川副さんセレクトの南仏を中心としたフランス産ワインの他、オーストラリア、ニュージーランド産などのワインも。常時80本ほどがラインナップ!
ほとんどの席から、カウンター越しに料理をつくる川副藍シェフの仕事ぶりをうかがうことができます。お客さまとの距離感も、とても近い。
池袋の一角がおもしろいことになっている──。
そう思わずにいられないフレンチレストランでした。

テーブルクロスもなくヒョータン型コースターの横にはお箸もついてカジュアル感を演出。

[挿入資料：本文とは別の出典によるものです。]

//! shuttle-core
//!
//! ブロッキングなデータベースクライアントを、callback 形式の非同期 API として
//! 公開するためのコア。
//!
//! # モジュール構成
//! - **domain**: ドメインモデル（error code、値、task descriptor、time-series 型）
//! - **ports**: 抽象化レイヤー（NativeConnector / NativeSession、Clock、IdGenerator）
//! - **app**: 接続、dispatcher、引数束縛、結果変換、builder
//! - **typed**: entity kind ごとの型付き API と KindRegistry
//! - **impls**: 実装（InMemoryCluster など開発用）
//! - **config**: 接続設定

pub mod app;
pub mod config;
pub mod domain;
pub mod impls;
pub mod ports;
pub mod typed;
//! Value - caller 側の動的値モデル
//!
//! 呼び出し元ランタイムの値をそのまま表します。引数も callback の結果も
//! `Value` の列としてやり取りします。
//!
//! # Send ではない
//! `Value::Function` は caller スレッド専用の `Callback` を持つため、
//! `Value` は worker スレッドへ渡せません。worker へ渡るのは
//! `TaskDescriptor` に詰め替えた型付きの入力だけです。

use std::collections::BTreeMap;
use std::fmt;

use chrono::{DateTime, Utc};

use super::buffer::NativeBuffer;
use super::errors::QdbError;
use super::time::{Timespec, TsRange};

/// Callback は一度だけ呼べる completion handler
pub struct Callback(Box<dyn FnOnce(Vec<Value>)>);

impl Callback {
    pub fn new(f: impl FnOnce(Vec<Value>) + 'static) -> Self {
        Self(Box::new(f))
    }

    /// 呼び出すと消費される
    pub fn call(self, argv: Vec<Value>) {
        (self.0)(argv)
    }
}

impl fmt::Debug for Callback {
    fn fmt(&self, f: &mut fmt::Formatter<'_>) -> fmt::Result {
        f.write_str("Callback(..)")
    }
}

// 関数同士は比較できない
impl PartialEq for Callback {
    fn eq(&self, _other: &Self) -> bool {
        false
    }
}

#[derive(Debug, PartialEq, Default)]
pub enum Value {
    #[default]
    Undefined,
    Null,
    Bool(bool),
    Number(f64),
    String(String),
    Buffer(NativeBuffer),
    Date(DateTime<Utc>),
    Timestamp(Timespec),
    Range(TsRange),
    Array(Vec<Value>),
    Object(BTreeMap<String, Value>),
    Error(QdbError),
    Function(Callback),
}

impl Value {
    pub fn function(f: impl FnOnce(Vec<Value>) + 'static) -> Self {
        Value::Function(Callback::new(f))
    }

    pub fn object<K: Into<String>>(fields: impl IntoIterator<Item = (K, Value)>) -> Self {
        Value::Object(fields.into_iter().map(|(k, v)| (k.into(), v)).collect())
    }

    pub fn string(s: impl Into<String>) -> Self {
        Value::String(s.into())
    }

    pub fn buffer(bytes: impl Into<Vec<u8>>) -> Self {
        Value::Buffer(NativeBuffer::owned(bytes.into()))
    }

    /// 診断メッセージ用の型名
    pub fn type_name(&self) -> &'static str {
        match self {
            Value::Undefined => "undefined",
            Value::Null => "null",
            Value::Bool(_) => "boolean",
            Value::Number(_) => "number",
            Value::String(_) => "string",
            Value::Buffer(_) => "buffer",
            Value::Date(_) => "date",
            Value::Timestamp(_) => "timestamp",
            Value::Range(_) => "range",
            Value::Array(_) => "array",
            Value::Object(_) => "object",
            Value::Error(_) => "error",
            Value::Function(_) => "function",
        }
    }

    pub fn is_undefined(&self) -> bool {
        matches!(self, Value::Undefined)
    }

    pub fn is_null(&self) -> bool {
        matches!(self, Value::Null)
    }

    pub fn as_str(&self) -> Option<&str> {
        match self {
            Value::String(s) => Some(s),
            _ => None,
        }
    }

    pub fn as_f64(&self) -> Option<f64> {
        match self {
            Value::Number(n) => Some(*n),
            _ => None,
        }
    }

    pub fn as_bool(&self) -> Option<bool> {
        match self {
            Value::Bool(b) => Some(*b),
            _ => None,
        }
    }

    pub fn as_bytes(&self) -> Option<&[u8]> {
        match self {
            Value::Buffer(b) => Some(b.as_slice()),
            _ => None,
        }
    }

    pub fn as_array(&self) -> Option<&[Value]> {
        match self {
            Value::Array(items) => Some(items),
            _ => None,
        }
    }

    pub fn as_error(&self) -> Option<&QdbError> {
        match self {
            Value::Error(e) => Some(e),
            _ => None,
        }
    }

    /// Object のフィールド。Object 以外や欠落は `None`
    pub fn get(&self, key: &str) -> Option<&Value> {
        match self {
            Value::Object(fields) => fields.get(key),
            _ => None,
        }
    }
}

impl From<&str> for Value {
    fn from(s: &str) -> Self {
        Value::String(s.to_string())
    }
}

impl From<String> for Value {
    fn from(s: String) -> Self {
        Value::String(s)
    }
}

impl From<f64> for Value {
    fn from(n: f64) -> Self {
        Value::Number(n)
    }
}

impl From<i64> for Value {
    fn from(n: i64) -> Self {
        Value::Number(n as f64)
    }
}

impl From<bool> for Value {
    fn from(b: bool) -> Self {
        Value::Bool(b)
    }
}

impl From<QdbError> for Value {
    fn from(e: QdbError) -> Self {
        Value::Error(e)
    }
}

impl From<Vec<Value>> for Value {
    fn from(items: Vec<Value>) -> Self {
        Value::Array(items)
    }
}

#[cfg(test)]
mod tests {
    use super::*;
    use std::cell::Cell;
    use std::rc::Rc;

    #[test]
    fn callback_is_consumed_on_call() {
        let hits = Rc::new(Cell::new(0));
        let seen = Rc::clone(&hits);
        let cb = Callback::new(move |argv| {
            assert_eq!(argv, vec![Value::Null]);
            seen.set(seen.get() + 1);
        });
        cb.call(vec![Value::Null]);
        assert_eq!(hits.get(), 1);
    }

    #[test]
    fn functions_never_compare_equal() {
        assert_ne!(Value::function(|_| {}), Value::function(|_| {}));
        assert_eq!(Value::from("a"), Value::String("a".into()));
    }

    #[test]
    fn object_field_lookup() {
        let v = Value::object([("name", Value::from("ts")), ("type", Value::from(0i64))]);
        assert_eq!(v.get("name").and_then(Value::as_str), Some("ts"));
        assert_eq!(v.get("missing"), None);
        assert_eq!(Value::Null.get("name"), None);
    }
}
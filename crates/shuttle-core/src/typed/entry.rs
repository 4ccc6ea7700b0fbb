//! Entry / Expirable - 永続 entry に共通の操作
//!
//! - `Entry`: remove、tag 操作、metadata、type
//! - `Expirable`: 有効期限の設定と取得
//!
//! 具象 kind は空の `impl Entry for X {}` で操作を獲得します。

use crate::app::binder::Shape;
use crate::app::dispatcher::Dispatcher;
use crate::app::marshal::{
    DateResult, EntryMetadataResult, EntryTypeResult, StringArrayResult, TagBatchResult, VoidResult,
};
use crate::domain::errors::{BindError, ErrorCode};
use crate::domain::ids::TaskId;
use crate::domain::task::Output;
use crate::domain::value::Value;

use super::entity::{Entity, status};
use super::registry::Method;

pub trait Entry: Entity {
    fn remove(&self, dispatcher: &Dispatcher, args: Vec<Value>) -> Result<TaskId, BindError> {
        self.queue::<VoidResult, _>(dispatcher, args, Shape::None, |s, t| status(s.remove(&t.alias)))
    }

    fn attach_tag(&self, dispatcher: &Dispatcher, args: Vec<Value>) -> Result<TaskId, BindError> {
        self.queue::<VoidResult, _>(dispatcher, args, Shape::String, |s, t| {
            status(s.attach_tag(&t.alias, t.input.string()?))
        })
    }

    fn attach_tags(&self, dispatcher: &Dispatcher, args: Vec<Value>) -> Result<TaskId, BindError> {
        self.queue::<VoidResult, _>(dispatcher, args, Shape::Strings, |s, t| {
            status(s.attach_tags(&t.alias, t.input.strings()?))
        })
    }

    fn detach_tag(&self, dispatcher: &Dispatcher, args: Vec<Value>) -> Result<TaskId, BindError> {
        self.queue::<VoidResult, _>(dispatcher, args, Shape::String, |s, t| {
            status(s.detach_tag(&t.alias, t.input.string()?))
        })
    }

    fn detach_tags(&self, dispatcher: &Dispatcher, args: Vec<Value>) -> Result<TaskId, BindError> {
        self.queue::<VoidResult, _>(dispatcher, args, Shape::Strings, |s, t| {
            status(s.detach_tags(&t.alias, t.input.strings()?))
        })
    }

    fn has_tag(&self, dispatcher: &Dispatcher, args: Vec<Value>) -> Result<TaskId, BindError> {
        self.queue::<VoidResult, _>(dispatcher, args, Shape::String, |s, t| {
            status(s.has_tag(&t.alias, t.input.string()?))
        })
    }

    /// タグごとに問い合わせる。個々の失敗は false として数え、全体は常に成功
    fn has_tags(&self, dispatcher: &Dispatcher, args: Vec<Value>) -> Result<TaskId, BindError> {
        self.queue::<TagBatchResult, _>(dispatcher, args, Shape::Strings, |s, t| {
            let results: Vec<(String, bool)> = t
                .input
                .strings()?
                .iter()
                .map(|tag| (tag.clone(), s.has_tag(&t.alias, tag) == ErrorCode::OK))
                .collect();
            let success_count = results.iter().filter(|(_, set)| *set).count();
            Ok(Output::TagBatch {
                success_count,
                results,
            })
        })
    }

    fn get_tags(&self, dispatcher: &Dispatcher, args: Vec<Value>) -> Result<TaskId, BindError> {
        self.queue::<StringArrayResult, _>(dispatcher, args, Shape::None, |s, t| {
            s.get_tags(&t.alias).map(Output::Strings)
        })
    }

    fn get_metadata(&self, dispatcher: &Dispatcher, args: Vec<Value>) -> Result<TaskId, BindError> {
        self.queue::<EntryMetadataResult, _>(dispatcher, args, Shape::None, |s, t| {
            s.get_metadata(&t.alias).map(Output::Metadata)
        })
    }

    fn get_type(&self, dispatcher: &Dispatcher, args: Vec<Value>) -> Result<TaskId, BindError> {
        self.queue::<EntryTypeResult, _>(dispatcher, args, Shape::None, |s, t| {
            s.get_type(&t.alias).map(Output::EntryType)
        })
    }
}

pub trait Expirable: Entry {
    fn expires_at(&self, dispatcher: &Dispatcher, args: Vec<Value>) -> Result<TaskId, BindError> {
        self.queue::<VoidResult, _>(dispatcher, args, Shape::Expiry, |s, t| {
            let expiry = t.expiry.ok_or(ErrorCode::INTERNAL_LOCAL)?;
            status(s.expires_at(&t.alias, expiry))
        })
    }

    /// `expiresFromNow(seconds, callback(error))`
    fn expires_from_now(&self, dispatcher: &Dispatcher, args: Vec<Value>) -> Result<TaskId, BindError> {
        self.queue::<VoidResult, _>(dispatcher, args, Shape::Seconds, |s, t| {
            status(s.expires_from_now(&t.alias, t.input.integer()?))
        })
    }

    fn get_expiry(&self, dispatcher: &Dispatcher, args: Vec<Value>) -> Result<TaskId, BindError> {
        self.queue::<DateResult, _>(dispatcher, args, Shape::None, |s, t| {
            s.get_expiry(&t.alias)
                .map(|expiry| Output::Date(expiry.map_or(0, |at| at.sec)))
        })
    }
}

pub fn entry_methods<E: Entry>() -> Vec<Method<E>> {
    vec![
        Method::new("remove", E::remove),
        Method::new("attachTag", E::attach_tag),
        Method::new("attachTags", E::attach_tags),
        Method::new("detachTag", E::detach_tag),
        Method::new("detachTags", E::detach_tags),
        Method::new("hasTag", E::has_tag),
        Method::new("hasTags", E::has_tags),
        Method::new("getTags", E::get_tags),
        Method::new("getMetadata", E::get_metadata),
        Method::new("getType", E::get_type),
    ]
}

/// entry の操作に有効期限の操作を加えたもの
pub fn expirable_methods<E: Expirable>() -> Vec<Method<E>> {
    let mut methods = entry_methods::<E>();
    methods.extend([
        Method::new("expiresAt", E::expires_at),
        Method::new("expiresFromNow", E::expires_from_now),
        Method::new("getExpiry", E::get_expiry),
    ]);
    methods
}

天然木の質感を生かした空間には、森林をイメージさせてくれるこんなオブジェも。

ほとんどの席からオープンキッチンで仕事をするシェフの姿を垣間見ることができます。

- シュヴァル・ド・ヒョータン (Cheval de Hyotan)
- 東京都豊島区西池袋3-5-7 ウィルコート1F
- tel.03-5953-3430
- 営:ランチ11:30~13:30(L.O)
- ディナー18:00~23:00(フードL.O.21:00 ドリンクL.O.22:00)
- 休:水曜・第3火曜
- 交:各線池袋駅徒歩6分
ひょーたんから駒とはよく言ったもので、川副さんの既成概念にとらわれないお話しの中にいくつもの「ひょーたんから駒」的な世界観がうかがえたような気がしています。さて、次のお店をご紹介いただきました。「大好きなダイニングバーで、ほぼ同年代のオーナー藤崎さんがやっておられる『オレンジ』をぜひご紹介したいですね。少し懐かしい音楽も楽しいですょ」。ありがとうございます。それでは次回も池袋の深い夜にお会いしましょう。